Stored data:

# # # # # # #

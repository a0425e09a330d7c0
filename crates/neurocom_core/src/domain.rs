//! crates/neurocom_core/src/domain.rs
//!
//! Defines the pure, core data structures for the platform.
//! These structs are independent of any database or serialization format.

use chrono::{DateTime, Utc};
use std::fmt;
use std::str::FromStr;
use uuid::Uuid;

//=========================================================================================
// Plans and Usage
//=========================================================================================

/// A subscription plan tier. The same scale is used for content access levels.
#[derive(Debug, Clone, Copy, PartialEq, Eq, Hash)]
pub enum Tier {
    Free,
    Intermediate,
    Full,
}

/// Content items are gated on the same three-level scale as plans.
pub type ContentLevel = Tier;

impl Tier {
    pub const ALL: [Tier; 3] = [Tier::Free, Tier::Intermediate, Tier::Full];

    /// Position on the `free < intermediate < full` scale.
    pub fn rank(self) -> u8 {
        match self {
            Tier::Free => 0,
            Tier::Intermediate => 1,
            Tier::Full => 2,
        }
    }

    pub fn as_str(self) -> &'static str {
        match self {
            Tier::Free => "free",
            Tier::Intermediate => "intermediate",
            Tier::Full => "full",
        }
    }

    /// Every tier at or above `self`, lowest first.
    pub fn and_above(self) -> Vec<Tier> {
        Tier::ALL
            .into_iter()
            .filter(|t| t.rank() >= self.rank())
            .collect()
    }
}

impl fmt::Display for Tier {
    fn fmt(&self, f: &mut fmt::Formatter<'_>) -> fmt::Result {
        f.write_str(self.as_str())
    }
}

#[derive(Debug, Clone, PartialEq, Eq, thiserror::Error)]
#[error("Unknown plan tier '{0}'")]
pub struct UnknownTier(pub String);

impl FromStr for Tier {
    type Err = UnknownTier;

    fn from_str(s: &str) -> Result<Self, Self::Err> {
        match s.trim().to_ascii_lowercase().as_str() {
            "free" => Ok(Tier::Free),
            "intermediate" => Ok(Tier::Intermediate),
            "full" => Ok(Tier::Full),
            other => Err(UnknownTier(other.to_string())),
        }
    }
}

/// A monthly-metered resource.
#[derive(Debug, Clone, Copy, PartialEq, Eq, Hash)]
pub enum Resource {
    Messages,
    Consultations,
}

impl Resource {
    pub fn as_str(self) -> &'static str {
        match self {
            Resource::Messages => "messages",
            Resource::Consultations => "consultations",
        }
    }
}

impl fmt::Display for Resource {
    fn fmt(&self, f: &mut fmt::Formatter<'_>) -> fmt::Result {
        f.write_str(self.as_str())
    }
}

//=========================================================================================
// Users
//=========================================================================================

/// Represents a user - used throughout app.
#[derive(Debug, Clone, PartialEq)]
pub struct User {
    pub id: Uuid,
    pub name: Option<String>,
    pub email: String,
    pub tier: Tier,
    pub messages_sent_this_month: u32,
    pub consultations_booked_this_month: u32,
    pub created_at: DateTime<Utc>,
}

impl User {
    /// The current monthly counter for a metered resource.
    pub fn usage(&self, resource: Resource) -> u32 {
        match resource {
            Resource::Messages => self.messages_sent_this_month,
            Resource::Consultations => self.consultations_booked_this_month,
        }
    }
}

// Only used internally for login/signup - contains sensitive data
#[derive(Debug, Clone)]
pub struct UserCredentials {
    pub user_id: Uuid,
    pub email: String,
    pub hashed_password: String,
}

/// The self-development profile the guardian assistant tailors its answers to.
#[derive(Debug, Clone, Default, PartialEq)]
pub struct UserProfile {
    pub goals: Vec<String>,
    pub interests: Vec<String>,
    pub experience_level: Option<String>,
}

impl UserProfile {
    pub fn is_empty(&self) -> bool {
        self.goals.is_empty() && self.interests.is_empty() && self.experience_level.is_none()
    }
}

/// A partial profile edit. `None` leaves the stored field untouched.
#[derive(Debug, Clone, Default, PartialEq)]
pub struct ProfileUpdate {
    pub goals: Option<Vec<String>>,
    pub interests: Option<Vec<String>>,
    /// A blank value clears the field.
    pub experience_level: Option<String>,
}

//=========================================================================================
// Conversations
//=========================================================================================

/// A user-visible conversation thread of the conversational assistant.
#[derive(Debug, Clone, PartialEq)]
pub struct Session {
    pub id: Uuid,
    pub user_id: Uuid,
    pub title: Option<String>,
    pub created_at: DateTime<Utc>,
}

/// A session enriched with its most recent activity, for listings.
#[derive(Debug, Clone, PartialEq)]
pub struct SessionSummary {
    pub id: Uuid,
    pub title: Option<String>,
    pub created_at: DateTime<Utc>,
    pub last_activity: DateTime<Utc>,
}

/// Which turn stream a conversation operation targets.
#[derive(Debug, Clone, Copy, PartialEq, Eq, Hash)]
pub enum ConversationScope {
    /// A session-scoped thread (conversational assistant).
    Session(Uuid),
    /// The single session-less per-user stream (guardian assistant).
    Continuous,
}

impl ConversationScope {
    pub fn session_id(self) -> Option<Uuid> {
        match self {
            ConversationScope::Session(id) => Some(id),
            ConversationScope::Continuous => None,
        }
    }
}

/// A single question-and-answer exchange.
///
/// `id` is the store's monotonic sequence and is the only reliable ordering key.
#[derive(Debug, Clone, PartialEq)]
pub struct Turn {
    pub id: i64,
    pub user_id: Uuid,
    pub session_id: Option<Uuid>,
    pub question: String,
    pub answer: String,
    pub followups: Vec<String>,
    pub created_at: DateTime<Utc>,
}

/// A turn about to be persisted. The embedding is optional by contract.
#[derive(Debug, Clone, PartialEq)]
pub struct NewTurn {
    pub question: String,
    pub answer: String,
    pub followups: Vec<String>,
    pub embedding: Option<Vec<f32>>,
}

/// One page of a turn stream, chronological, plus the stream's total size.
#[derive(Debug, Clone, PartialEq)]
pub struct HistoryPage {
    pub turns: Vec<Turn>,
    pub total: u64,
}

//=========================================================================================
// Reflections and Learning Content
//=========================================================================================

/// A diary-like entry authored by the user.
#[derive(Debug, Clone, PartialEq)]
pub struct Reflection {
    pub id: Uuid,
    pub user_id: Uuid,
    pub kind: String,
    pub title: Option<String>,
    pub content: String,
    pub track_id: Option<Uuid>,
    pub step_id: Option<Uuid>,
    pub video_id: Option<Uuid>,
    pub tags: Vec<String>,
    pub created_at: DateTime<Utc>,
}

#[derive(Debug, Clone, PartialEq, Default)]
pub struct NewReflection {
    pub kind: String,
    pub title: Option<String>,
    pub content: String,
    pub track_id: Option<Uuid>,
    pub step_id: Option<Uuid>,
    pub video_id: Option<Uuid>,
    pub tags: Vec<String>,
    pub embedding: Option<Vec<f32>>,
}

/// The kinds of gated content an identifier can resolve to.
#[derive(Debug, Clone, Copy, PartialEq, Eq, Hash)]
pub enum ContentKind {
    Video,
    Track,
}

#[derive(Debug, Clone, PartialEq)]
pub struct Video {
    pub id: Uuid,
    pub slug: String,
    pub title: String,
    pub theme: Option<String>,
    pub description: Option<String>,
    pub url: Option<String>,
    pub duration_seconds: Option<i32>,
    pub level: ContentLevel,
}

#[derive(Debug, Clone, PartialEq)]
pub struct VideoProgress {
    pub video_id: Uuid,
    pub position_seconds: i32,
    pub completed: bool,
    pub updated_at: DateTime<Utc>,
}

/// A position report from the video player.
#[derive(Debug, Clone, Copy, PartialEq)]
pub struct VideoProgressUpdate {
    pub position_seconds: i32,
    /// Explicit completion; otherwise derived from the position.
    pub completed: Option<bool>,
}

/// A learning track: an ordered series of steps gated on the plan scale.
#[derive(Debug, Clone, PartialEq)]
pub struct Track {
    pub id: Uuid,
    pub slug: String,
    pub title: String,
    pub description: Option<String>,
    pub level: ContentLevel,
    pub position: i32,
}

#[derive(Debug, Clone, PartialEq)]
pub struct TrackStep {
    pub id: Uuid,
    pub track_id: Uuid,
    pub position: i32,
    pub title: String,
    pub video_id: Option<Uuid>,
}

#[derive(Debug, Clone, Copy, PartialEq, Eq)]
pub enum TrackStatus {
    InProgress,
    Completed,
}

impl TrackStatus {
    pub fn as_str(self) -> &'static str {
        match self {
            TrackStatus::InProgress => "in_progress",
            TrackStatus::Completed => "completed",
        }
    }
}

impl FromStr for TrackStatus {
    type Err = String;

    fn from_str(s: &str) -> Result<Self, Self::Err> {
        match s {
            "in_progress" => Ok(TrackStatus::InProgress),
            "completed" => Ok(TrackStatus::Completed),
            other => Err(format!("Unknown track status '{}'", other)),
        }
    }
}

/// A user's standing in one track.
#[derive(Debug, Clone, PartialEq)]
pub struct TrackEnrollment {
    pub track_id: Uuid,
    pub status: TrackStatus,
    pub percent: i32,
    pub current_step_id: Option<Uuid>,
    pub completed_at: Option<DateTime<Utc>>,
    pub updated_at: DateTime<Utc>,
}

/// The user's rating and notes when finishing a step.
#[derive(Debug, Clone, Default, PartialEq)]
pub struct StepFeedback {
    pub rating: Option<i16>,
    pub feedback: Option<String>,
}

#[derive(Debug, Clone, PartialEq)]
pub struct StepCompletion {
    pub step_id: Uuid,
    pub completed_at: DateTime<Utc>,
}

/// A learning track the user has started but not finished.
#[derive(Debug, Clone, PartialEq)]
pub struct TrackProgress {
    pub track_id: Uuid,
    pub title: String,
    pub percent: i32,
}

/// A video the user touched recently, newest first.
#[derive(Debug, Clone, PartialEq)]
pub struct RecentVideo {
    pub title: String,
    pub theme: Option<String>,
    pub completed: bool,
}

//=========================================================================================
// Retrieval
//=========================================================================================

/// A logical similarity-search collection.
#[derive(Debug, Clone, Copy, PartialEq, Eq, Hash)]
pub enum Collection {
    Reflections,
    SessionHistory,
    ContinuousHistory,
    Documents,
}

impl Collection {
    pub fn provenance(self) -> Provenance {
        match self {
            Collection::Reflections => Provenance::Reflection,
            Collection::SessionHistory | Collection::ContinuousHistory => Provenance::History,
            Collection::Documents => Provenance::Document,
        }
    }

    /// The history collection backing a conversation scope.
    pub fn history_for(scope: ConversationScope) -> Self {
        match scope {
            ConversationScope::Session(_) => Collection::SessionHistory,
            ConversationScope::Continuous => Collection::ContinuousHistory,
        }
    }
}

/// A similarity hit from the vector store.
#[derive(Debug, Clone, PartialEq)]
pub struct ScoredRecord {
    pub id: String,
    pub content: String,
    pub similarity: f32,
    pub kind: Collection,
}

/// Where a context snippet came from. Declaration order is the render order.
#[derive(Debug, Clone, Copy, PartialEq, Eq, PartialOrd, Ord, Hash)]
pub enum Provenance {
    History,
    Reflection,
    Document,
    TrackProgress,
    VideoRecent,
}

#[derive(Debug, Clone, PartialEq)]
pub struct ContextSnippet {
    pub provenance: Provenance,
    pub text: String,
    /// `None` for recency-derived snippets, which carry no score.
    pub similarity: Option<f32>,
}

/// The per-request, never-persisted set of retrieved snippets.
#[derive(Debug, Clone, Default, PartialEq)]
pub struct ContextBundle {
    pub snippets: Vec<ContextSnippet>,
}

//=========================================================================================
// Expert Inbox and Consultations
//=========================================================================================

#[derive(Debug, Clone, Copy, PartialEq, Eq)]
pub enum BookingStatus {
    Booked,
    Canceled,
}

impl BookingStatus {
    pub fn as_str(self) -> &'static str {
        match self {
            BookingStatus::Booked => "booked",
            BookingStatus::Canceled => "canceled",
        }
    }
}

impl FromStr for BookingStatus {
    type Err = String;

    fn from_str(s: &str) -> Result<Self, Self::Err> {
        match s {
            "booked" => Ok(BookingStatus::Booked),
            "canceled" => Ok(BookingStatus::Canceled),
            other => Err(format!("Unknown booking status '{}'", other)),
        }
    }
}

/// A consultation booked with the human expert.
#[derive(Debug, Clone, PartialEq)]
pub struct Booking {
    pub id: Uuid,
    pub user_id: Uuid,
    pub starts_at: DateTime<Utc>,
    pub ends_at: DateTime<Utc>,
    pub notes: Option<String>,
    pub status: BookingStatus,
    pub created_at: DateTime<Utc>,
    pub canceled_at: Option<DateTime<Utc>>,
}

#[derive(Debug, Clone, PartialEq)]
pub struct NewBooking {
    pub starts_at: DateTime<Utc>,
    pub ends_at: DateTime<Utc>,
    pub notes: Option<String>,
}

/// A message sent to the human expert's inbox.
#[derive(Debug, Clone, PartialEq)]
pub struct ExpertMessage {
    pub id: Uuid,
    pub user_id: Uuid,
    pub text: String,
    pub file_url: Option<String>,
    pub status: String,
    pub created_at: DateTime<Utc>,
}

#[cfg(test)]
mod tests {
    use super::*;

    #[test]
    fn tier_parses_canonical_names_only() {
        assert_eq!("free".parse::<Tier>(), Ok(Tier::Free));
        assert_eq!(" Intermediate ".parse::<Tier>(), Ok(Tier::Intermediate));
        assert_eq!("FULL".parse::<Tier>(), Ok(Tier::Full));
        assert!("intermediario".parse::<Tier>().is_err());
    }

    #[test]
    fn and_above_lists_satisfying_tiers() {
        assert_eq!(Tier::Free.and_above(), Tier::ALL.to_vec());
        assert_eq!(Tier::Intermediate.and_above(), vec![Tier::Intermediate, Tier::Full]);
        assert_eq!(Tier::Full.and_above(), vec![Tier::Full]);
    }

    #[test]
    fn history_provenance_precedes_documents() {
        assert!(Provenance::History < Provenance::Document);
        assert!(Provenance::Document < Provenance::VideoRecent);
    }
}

# # # # # # #

What to do: Repeat only the lines above, from the first line of the entries through the line that contains "Plans and Usage", including both ends.

Expected output:
repository a0425e09a330d7c0
filename crates/neurocom_core/src/domain.rs
//! crates/neurocom_core/src/domain.rs
//!
//! Defines the pure, core data structures for the platform.
//! These structs are independent of any database or serialization format.

use chrono::{DateTime, Utc};
use std::fmt;
use std::str::FromStr;
use uuid::Uuid;

//=========================================================================================
// Plans and Usage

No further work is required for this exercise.